両肩に手が置かれる。背中が壁に付いた状況では、ほとんど身動きが取れなかった。更なることばの代わりに、目を瞑る。
「ナマエ、」瞼のうら側がすんと暗くなって、すぐに唇に熱があたる感覚がした。息の続かなくなるぎりぎりの、長いキス。一瞬だけ離れて、見つめ合う。私たちはどこまでもおとなだった。角度を変えて何度も何度も、キスがおりてくる。触れられなかった今までを一気に埋めるみたいに抱き合って、お互いの輪郭をなぞった。そうしてまた、溶けてしまいそうな口付けを交わす。
「……だいすき」
瞳には私しか映っていない。またひとつ、涙がこぼれる。
「僕も」
乱歩のこんな顔は初めてだった。眉も
眥もなだらかに下がって、口許には薄い微笑。少年じみた笑顔の面影はどこにもない。色香の漂う男のひとそのものだった。きゅっと胸が詰まって、喉が痛んだ。

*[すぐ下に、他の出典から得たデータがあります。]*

use std::sync::Arc;

use axum::Router;
use claimdesk_core::config::{AppConfig, ConfigError, LoadOptions};
use claimdesk_db::repositories::{SqlRequestRepository, SqlUserRepository};
use claimdesk_db::{connect, migrations, DbPool};
use thiserror::Error;
use tracing::info;

use crate::health;
use crate::routes;
use crate::state::AppState;

pub struct Application {
    pub config: AppConfig,
    pub db_pool: DbPool,
    pub router: Router,
}

#[derive(Debug, Error)]
pub enum BootstrapError {
    #[error(transparent)]
    Config(#[from] ConfigError),
    #[error("database connection failed: {0}")]
    DatabaseConnect(#[source] sqlx::Error),
    #[error("database migration failed: {0}")]
    Migration(#[source] sqlx::migrate::MigrateError),
}

pub async fn bootstrap(options: LoadOptions) -> Result<Application, BootstrapError> {
    let config = AppConfig::load(options)?;
    bootstrap_with_config(config).await
}

pub async fn bootstrap_with_config(config: AppConfig) -> Result<Application, BootstrapError> {
    info!(event_name = "system.bootstrap.start", "starting application bootstrap");

    let db_pool = connect(&config.database).await.map_err(BootstrapError::DatabaseConnect)?;
    info!(event_name = "system.bootstrap.database_connected", "database connection established");

    migrations::run_pending(&db_pool).await.map_err(BootstrapError::Migration)?;
    info!(event_name = "system.bootstrap.migrations_applied", "database migrations applied");

    let state = AppState::new(
        Arc::new(SqlUserRepository::new(db_pool.clone())),
        Arc::new(SqlRequestRepository::new(db_pool.clone())),
        &config,
    );
    let router = routes::router(state).merge(health::router(db_pool.clone()));

    Ok(Application { config, db_pool, router })
}

#[cfg(test)]
mod tests {
    use claimdesk_core::config::{ConfigOverrides, LoadOptions};

    use super::bootstrap;

    #[tokio::test]
    async fn bootstrap_connects_and_applies_migrations() {
        let app = bootstrap(LoadOptions {
            overrides: ConfigOverrides {
                database_url: Some("sqlite::memory:?cache=shared".to_string()),
                ..ConfigOverrides::default()
            },
            ..LoadOptions::default()
        })
        .await
        .expect("bootstrap should succeed against an in-memory database");

        let (table_count,): (i64,) = sqlx::query_as(
            "SELECT COUNT(*) FROM sqlite_master \
             WHERE type = 'table' AND name IN ('app_user', 'reimbursement_request', 'line_item', 'attached_bill')",
        )
        .fetch_one(&app.db_pool)
        .await
        .expect("expected baseline tables to be available after bootstrap");
        assert_eq!(table_count, 4, "bootstrap should expose the baseline schema");

        app.db_pool.close().await;
    }

    #[tokio::test]
    async fn bootstrap_fails_fast_on_invalid_database_url() {
        let result = bootstrap(LoadOptions {
            overrides: ConfigOverrides {
                database_url: Some("postgres://not-sqlite/db".to_string()),
                ..ConfigOverrides::default()
            },
            ..LoadOptions::default()
        })
        .await;

        let message = result.err().expect("config validation must fail").to_string();
        assert!(message.contains("database.url"));
    }
}
use std::sync::Arc;

use claimdesk_core::config::AppConfig;
use claimdesk_core::reports::ApproverMatching;
use claimdesk_db::repositories::{RequestRepository, UserRepository};

#[derive(Clone)]
pub struct AppState {
    pub users: Arc<dyn UserRepository>,
    pub requests: Arc<dyn RequestRepository>,
    pub matching: ApproverMatching,
    pub recent_activity_limit: usize,
}

impl AppState {
    pub fn new(
        users: Arc<dyn UserRepository>,
        requests: Arc<dyn RequestRepository>,
        config: &AppConfig,
    ) -> Self {
        Self {
            users,
            requests,
            matching: config.reporting.matching_mode(),
            recent_activity_limit: config.reporting.recent_activity_limit,
        }
    }
}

彼の頬へ手を伸ばす。どこへ触れても、彼は温かい。翠の瞳が柔く細められて、ながい睫毛の影が落ちる。
「好きだ」
普段は口数の多い彼のしずかな一言が、この部屋を、私をいっぱいにする。息がうまく吸えなくなるくらいのはげしいときめき。自分の根幹が揺らぐ感覚。後戻りのできない深い沼に、引きずり込まれる。いままでの私の知る乱歩も、皆が知る乱歩も、ここには居ない。幼いふたりは冬の夜に攫われて、月明かりに消えた。
彼の指が首筋にかかる。こんなこと、今までにもあったのに。他の人にされるのとは違う、縁取られていくような、不思議な感じがした。瞼を下ろして、彼ごと景色を切り取る。暗転した視界に青い部屋と乱歩が浮かぶ。それから、あのときのふたりが笑いあって、駆けていった。